## A binary matrix is a matrix consisting entirely of $0$s and $1$s. Consider the following transformations that can be performed on a binary matrix:

Swap any two rows

Swap any two columns

Flip all elements in a single row ($1$s become $0$s, $0$s become $1$s)

Flip all elements in a single column

Two binary matrices $A$ and $B$ will be considered equivalent if there is a sequence of such transformations that when applied to $A$ yields $B$. For example, the following two matrices are equivalent:

$A=\begin{pmatrix}

1 & 0 & 1 \\

0 & 0 & 1 \\

0 & 0 & 0 \\

\end{pmatrix} \quad B=\begin{pmatrix}

0 & 0 & 0 \\

1 & 0 & 0 \\

0 & 0 & 1 \\

\end{pmatrix}$

via the sequence of two transformations “Flip all elements in column 3” followed by “Swap rows 1 and 2”.

Define $c(n)$ to be the maximum number of $n\times n$ binary matrices that can be found such that no two are equivalent. For example, $c(3)=3$. You are also given that $c(5)=39$ and $c(8)=656108$.

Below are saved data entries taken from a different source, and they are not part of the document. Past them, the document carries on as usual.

fn range_loop(
    label: Option<Name>,
    define: bool,
    subject: Lowered,
    vars: [Option<RangeVar>; 2],
    body: StmtFn,
) -> StmtFn {
    code(move |interp, env| {
        let mut iter = RangeIter::new(subject.run(interp, env)?)?;
        while let Some((k, v)) = iter.advance()? {
            let scope = if define { env.child() } else { env.clone() };
            for (var, val) in vars.iter().zip([Some(k), v]) {
                let (Some(var), Some(val)) = (var, val) else {
                    continue;
                };
                match var {
                    RangeVar::Define(name) => {
                        let (val, ty) = define_value(val)?;
                        scope.define_binding(*name, BindingKind::Var, ty, val)?;
                    }
                    RangeVar::Assign(target) => {
                        target(interp, &scope)?.store(val)?;
                    }
                }
            }
            if let Err(action) = body(interp, &scope.child()) {
                match loop_control(action, label)? {
                    Flow::Break => break,
                    Flow::Continue => {}
                }
            }
        }
        Ok(Values::new())
    })
}

fn run_switch(
    interp: &mut Interpreter,
    env: &Environment,
    init: Option<&StmtFn>,
    tag: Option<&Lowered>,
    clauses: &[SwitchClause],
) -> EvalResult<Values> {
    let scope = env.child();
    if let Some(init) = init {
        init(interp, &scope)?;
    }
    let tag = match tag {
        Some(t) => Some(t.run(interp, &scope)?.defaulted()?),
        None => None,
    };
    let mut matched = None;
    'clauses: for (i, clause) in clauses.iter().enumerate() {
        let Some(list) = &clause.list else {
            continue;
        };
        for case in list {
            let v = case.run(interp, &scope)?;
            let hit = match &tag {
                Some(t) => evaluate_binary(BinaryOp::Eql, t.clone(), v, Precision::Exact)?
                    .as_bool()
                    .unwrap_or(false),
                None => v.as_bool().ok_or_else(|| {
                    type_mismatch(format!(
                        "invalid case {v} in switch (mismatched types {} and bool)",
                        v.type_of()
                    ))
                })?,
            };
            if hit {
                matched = Some(i);
                break 'clauses;
            }
        }
    }
    let Some(mut i) = matched.or_else(|| clauses.iter().position(|c| c.list.is_none())) else {
        return Ok(Values::new());
    };
    loop {
        match (clauses[i].body)(interp, &scope.child()) {
            Err(ControlAction::Fallthrough) if i + 1 < clauses.len() => i += 1,
            Err(ControlAction::Fallthrough) => {
                return Err(invalid_operation("cannot fallthrough final case in switch").into())
            }
            other => return other,
        }
    }
}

Find $c(20)$, and give your answer modulo $1\,001\,001\,011$.

### This problem can be solved using Burnside’s Lemma, which deals with the number of orbits in the action of a group on a set. The lemma states that the number of orbits (in this case, the different non-equivalent matrices) is equal to the average number of fixed points of the action of each element in the group.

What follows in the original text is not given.